From its history as an elegant but abstract area of mathematics, algebraic number theory now takes its place as a useful and accessible study with important real-world practicality. Unique among algebraic number theory texts, this important work offers a wealth of applications to cryptography, including factoring, primality-testing, and public-key cryptosystems.
A follow-up to Dr. Mollin's popular Fundamental Number Theory with Applications, Algebraic Number Theory provides a global approach to the subject that selectively avoids local theory. Instead, it carefully leads the student through each topic from the level of the algebraic integer, to the arithmetic of number fields, to ideal theory, and closes with reciprocity laws. In each chapter the author includes a section on a cryptographic application of the ideas presented, effectively demonstrating the pragmatic side of theory.
In this way Algebraic Number Theory provides a comprehensible yet thorough treatment of the material. Written for upper-level undergraduate and graduate courses in algebraic number theory, this one-of-a-kind text brings the subject matter to life with historical background and real-world practicality.
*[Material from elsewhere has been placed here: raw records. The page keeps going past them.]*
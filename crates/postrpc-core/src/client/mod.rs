//! Client side: transports, stubs and the declared-function API.

mod api;
mod stub;
mod transport;

pub use api::{CallMode, RpcApi, RpcApiConfig, Stub};
pub use stub::{AsyncStub, BlockingStub, PendingCall};
pub use transport::{
    parse_endpoint, rpc_url, AsyncTransport, BlockingHttpTransport, BlockingTransport,
    HttpTransport, TransportResponse,
};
It easily serves as the basis for a range of courses, from bare-bones algebraic number theory, to a course rich with cryptography applications, to a course using the basic theory to prove Fermat's Last Theorem for regular primes. Its offering of over 430 exercises with odd-numbered solutions provided in the back of the book and, even-numbered solutions available a separate manual makes this the ideal text for both students and instructors.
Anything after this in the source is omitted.